▶ _What the task requires_
Among the entries, find the lines with the string "they" and report them.

Record extracts Block Start

//! User permission cache
//!
//! Holds the resolved permission set of the active user in a single slot.
//! The slot is replaced wholesale: readers take an `Arc` snapshot and never
//! observe a half-written set.
//!
//! Loads are bracketed by a [`LoadTicket`]. Invalidation bumps the cache
//! epoch, so a ticket issued before a logout settles into nothing.
//!
//! Contents belong to the user they were loaded for. The `*_for` accessors
//! only answer for that user holding that role, so a logout or user switch
//! denies before any session event has been handled.

use chrono::{DateTime, Utc};
use std::sync::{Arc, PoisonError, RwLock, RwLockReadGuard, RwLockWriteGuard};
use warden_api::{CurrentUser, PermissionSet, RoleName, UserId};

use super::evaluator;

/// Lifecycle of the cache slot
#[derive(Debug, Clone, Copy, PartialEq, Eq)]
pub enum CacheState {
    /// Nothing loaded in this epoch
    Unloaded,
    /// At least one load is in flight
    Loading,
    /// A load completed successfully
    Loaded,
    /// The last load failed; the set is empty until a fresh load succeeds
    Failed,
}

/// A user's permissions as resolved from their role
#[derive(Debug, Clone, PartialEq, Eq)]
pub struct ResolvedPermissions {
    pub user_id: UserId,
    pub role: RoleName,
    pub permissions: PermissionSet,
    pub loaded_at: DateTime<Utc>,
}

impl ResolvedPermissions {
    pub fn new(user_id: UserId, role: RoleName, permissions: PermissionSet) -> Self {
        Self {
            user_id,
            role,
            permissions,
            loaded_at: Utc::now(),
        }
    }

    /// Whether these permissions answer for `user` as currently logged in
    pub fn belongs_to(&self, user: &CurrentUser) -> bool {
        user.is_authenticated
            && user.id == self.user_id
            && user.role.as_deref() == Some(self.role.as_str())
    }
}

#[derive(Debug, Default)]
struct Slot {
    epoch: u64,
    in_flight: usize,
    failed: Option<UserId>,
    resolved: Option<Arc<ResolvedPermissions>>,
}

impl Slot {
    fn state(&self) -> CacheState {
        if self.in_flight > 0 {
            CacheState::Loading
        } else if self.resolved.is_some() {
            CacheState::Loaded
        } else if self.failed.is_some() {
            CacheState::Failed
        } else {
            CacheState::Unloaded
        }
    }

    fn state_for(&self, user: Option<&CurrentUser>) -> CacheState {
        let Some(user) = user.filter(|u| u.is_authenticated) else {
            return CacheState::Unloaded;
        };
        if self.in_flight > 0 {
            return CacheState::Loading;
        }
        match &self.resolved {
            Some(resolved) if resolved.belongs_to(user) => CacheState::Loaded,
            Some(_) => CacheState::Unloaded,
            None if self.failed == Some(user.id) => CacheState::Failed,
            None => CacheState::Unloaded,
        }
    }
}

/// Process-wide cache of the active user's permissions
#[derive(Debug, Clone, Default)]
pub struct PermissionCache {
    slot: Arc<RwLock<Slot>>,
}

impl PermissionCache {
    pub fn new() -> Self {
        Self::default()
    }

    /// Start a load for `user_id` in the current epoch
    pub fn begin_load(&self, user_id: UserId) -> LoadTicket {
        let mut slot = self.write();
        slot.in_flight += 1;
        LoadTicket {
            slot: self.slot.clone(),
            epoch: slot.epoch,
            user_id,
            settled: false,
        }
    }

    /// Clear the slot and orphan every in-flight load
    pub fn invalidate(&self) {
        let mut slot = self.write();
        slot.epoch += 1;
        slot.in_flight = 0;
        slot.failed = None;
        slot.resolved = None;
    }

    /// State of the slot regardless of who is logged in
    pub fn state(&self) -> CacheState {
        self.read().state()
    }

    pub fn is_loading(&self) -> bool {
        self.read().in_flight > 0
    }

    /// Whether a load has completed successfully in the current epoch
    pub fn is_loaded(&self) -> bool {
        self.read().resolved.is_some()
    }

    /// Current epoch; bumped by every invalidation
    pub fn epoch(&self) -> u64 {
        self.read().epoch
    }

    /// State as seen by `user`; contents loaded for someone else count as
    /// unloaded
    pub fn state_for(&self, user: Option<&CurrentUser>) -> CacheState {
        self.read().state_for(user)
    }

    /// The current resolved permissions, whoever they were loaded for
    pub fn snapshot(&self) -> Option<Arc<ResolvedPermissions>> {
        self.read().resolved.clone()
    }

    /// The resolved permissions if they belong to `user`
    pub fn snapshot_for(&self, user: &CurrentUser) -> Option<Arc<ResolvedPermissions>> {
        self.snapshot().filter(|r| r.belongs_to(user))
    }

    /// The permission set of `user`, empty when nothing of theirs is loaded
    pub fn permissions_for(&self, user: &CurrentUser) -> PermissionSet {
        self.snapshot_for(user)
            .map(|r| r.permissions.clone())
            .unwrap_or_default()
    }

    /// Check a candidate for `user` against the cached set
    ///
    /// Denies when the cache holds nothing of theirs or the candidate is
    /// malformed.
    pub fn has_permission(&self, user: &CurrentUser, candidate: &str) -> bool {
        let Some(resolved) = self.snapshot_for(user) else {
            return false;
        };
        match evaluator::has_permission(&resolved.permissions, candidate) {
            Ok(allowed) => allowed,
            Err(e) => {
                tracing::debug!(candidate, error = %e, "Invalid permission candidate");
                false
            }
        }
    }

    fn read(&self) -> RwLockReadGuard<'_, Slot> {
        self.slot.read().unwrap_or_else(PoisonError::into_inner)
    }

    fn write(&self) -> RwLockWriteGuard<'_, Slot> {
        self.slot.write().unwrap_or_else(PoisonError::into_inner)
    }
}

/// An in-flight load
///
/// Settle it with [`LoadTicket::complete`] or [`LoadTicket::fail`]. A ticket
/// dropped unsettled (e.g. a cancelled load) just stops counting as in flight.
#[must_use = "a load ticket must be completed or failed"]
#[derive(Debug)]
pub struct LoadTicket {
    slot: Arc<RwLock<Slot>>,
    epoch: u64,
    user_id: UserId,
    settled: bool,
}

impl LoadTicket {
    pub fn epoch(&self) -> u64 {
        self.epoch
    }

    pub fn user_id(&self) -> UserId {
        self.user_id
    }

    /// Whether the cache was invalidated since this load began
    pub fn is_stale(&self) -> bool {
        self.slot.read().unwrap_or_else(PoisonError::into_inner).epoch != self.epoch
    }

    /// Publish a successful load; returns `false` if the ticket went stale
    pub fn complete(mut self, resolved: ResolvedPermissions) -> bool {
        self.settle(|slot| {
            slot.failed = None;
            slot.resolved = Some(Arc::new(resolved));
        })
    }

    /// Record a failed load; the cache is left empty
    pub fn fail(mut self) -> bool {
        let user_id = self.user_id;
        self.settle(|slot| {
            slot.failed = Some(user_id);
            slot.resolved = None;
        })
    }

    fn settle(&mut self, f: impl FnOnce(&mut Slot)) -> bool {
        self.settled = true;
        let mut slot = self.slot.write().unwrap_or_else(PoisonError::into_inner);
        if slot.epoch != self.epoch {
            return false;
        }
        slot.in_flight = slot.in_flight.saturating_sub(1);
        f(&mut slot);
        true
    }
}

impl Drop for LoadTicket {
    fn drop(&mut self) {
        if !self.settled {
            let mut slot = self.slot.write().unwrap_or_else(PoisonError::into_inner);
            if slot.epoch == self.epoch {
                slot.in_flight = slot.in_flight.saturating_sub(1);
            }
        }
    }
}

#[cfg(test)]
mod tests {
    use super::*;

    fn commander() -> CurrentUser {
        CurrentUser::authenticated(UserId(3), "station_commander")
    }

    fn resolved(permissions: &[&str]) -> ResolvedPermissions {
        ResolvedPermissions::new(
            UserId(3),
            RoleName::new("station_commander").unwrap(),
            PermissionSet::parse(permissions).unwrap(),
        )
    }

    #[test]
    fn test_empty_cache_denies() {
        let cache = PermissionCache::new();
        assert_eq!(cache.state(), CacheState::Unloaded);
        assert!(!cache.has_permission(&commander(), "cases:read"));
        assert!(!cache.has_permission(&commander(), ""));
        assert!(cache.permissions_for(&commander()).is_empty());
    }

    #[test]
    fn test_load_lifecycle() {
        let cache = PermissionCache::new();

        let ticket = cache.begin_load(UserId(3));
        assert_eq!(cache.state(), CacheState::Loading);
        assert!(cache.is_loading());
        assert!(!cache.is_loaded());

        assert!(ticket.complete(resolved(&["cases:read"])));
        assert_eq!(cache.state(), CacheState::Loaded);
        assert!(cache.has_permission(&commander(), "cases:read"));
        assert!(!cache.has_permission(&commander(), "cases:delete"));

        cache.invalidate();
        assert_eq!(cache.state(), CacheState::Unloaded);
        assert!(!cache.has_permission(&commander(), "cases:read"));
    }

    #[test]
    fn test_failed_load_leaves_cache_empty() {
        let cache = PermissionCache::new();
        let ticket = cache.begin_load(UserId(3));
        ticket.complete(resolved(&["cases:read"]));

        assert!(cache.begin_load(UserId(3)).fail());
        assert_eq!(cache.state(), CacheState::Failed);
        assert!(!cache.has_permission(&commander(), "cases:read"));

        assert!(cache.begin_load(UserId(3)).complete(resolved(&["cases:read"])));
        assert_eq!(cache.state(), CacheState::Loaded);
    }

    #[test]
    fn test_stale_ticket_is_discarded() {
        let cache = PermissionCache::new();
        let ticket = cache.begin_load(UserId(3));

        cache.invalidate();
        assert!(ticket.is_stale());
        assert!(!ticket.complete(resolved(&["*"])));

        assert_eq!(cache.state(), CacheState::Unloaded);
        assert!(!cache.has_permission(&commander(), "cases:read"));
    }

    #[test]
    fn test_last_writer_wins() {
        let cache = PermissionCache::new();
        let first = cache.begin_load(UserId(3));
        let second = cache.begin_load(UserId(3));

        assert!(second.complete(resolved(&["cases:read"])));
        assert!(cache.is_loading());
        assert!(first.complete(resolved(&["reports:read"])));

        assert!(!cache.is_loading());
        assert!(cache.has_permission(&commander(), "reports:read"));
        assert!(!cache.has_permission(&commander(), "cases:read"));
    }

    #[test]
    fn test_dropped_ticket_stops_loading() {
        let cache = PermissionCache::new();
        {
            let _ticket = cache.begin_load(UserId(3));
            assert!(cache.is_loading());
        }
        assert!(!cache.is_loading());
        assert_eq!(cache.state(), CacheState::Unloaded);
    }

    #[test]
    fn test_snapshot_survives_invalidation() {
        let cache = PermissionCache::new();
        cache.begin_load(UserId(3)).complete(resolved(&["cases:read"]));

        let snapshot = cache.snapshot().unwrap();
        cache.invalidate();

        assert!(snapshot.permissions.contains_str("cases:read"));
        assert!(cache.snapshot().is_none());
    }

    #[test]
    fn test_contents_answer_only_for_their_owner() {
        let cache = PermissionCache::new();
        cache.begin_load(UserId(3)).complete(resolved(&["cases:*"]));
        let commander = commander();

        assert_eq!(cache.state_for(Some(&commander)), CacheState::Loaded);
        assert!(cache.has_permission(&commander, "cases:delete"));

        let officer = CurrentUser::authenticated(UserId(4), "officer");
        assert_eq!(cache.state_for(Some(&officer)), CacheState::Unloaded);
        assert!(!cache.has_permission(&officer, "cases:delete"));
        assert!(cache.snapshot_for(&officer).is_none());

        let demoted = CurrentUser::authenticated(UserId(3), "officer");
        assert!(!cache.has_permission(&demoted, "cases:delete"));

        let logged_out = CurrentUser {
            is_authenticated: false,
            ..commander.clone()
        };
        assert!(!cache.has_permission(&logged_out, "cases:delete"));
        assert_eq!(cache.state_for(None), CacheState::Unloaded);
    }

    #[test]
    fn test_failure_reported_to_its_user_only() {
        let cache = PermissionCache::new();
        assert!(cache.begin_load(UserId(3)).fail());

        assert_eq!(cache.state_for(Some(&commander())), CacheState::Failed);
        let officer = CurrentUser::authenticated(UserId(4), "officer");
        assert_eq!(cache.state_for(Some(&officer)), CacheState::Unloaded);
    }
}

Record extracts Block End

▶ _Output for this task_
//! Contents belong to the user they were loaded for. The `*_for` accessors
    /// The current resolved permissions, whoever they were loaded for
    /// The resolved permissions if they belong to `user`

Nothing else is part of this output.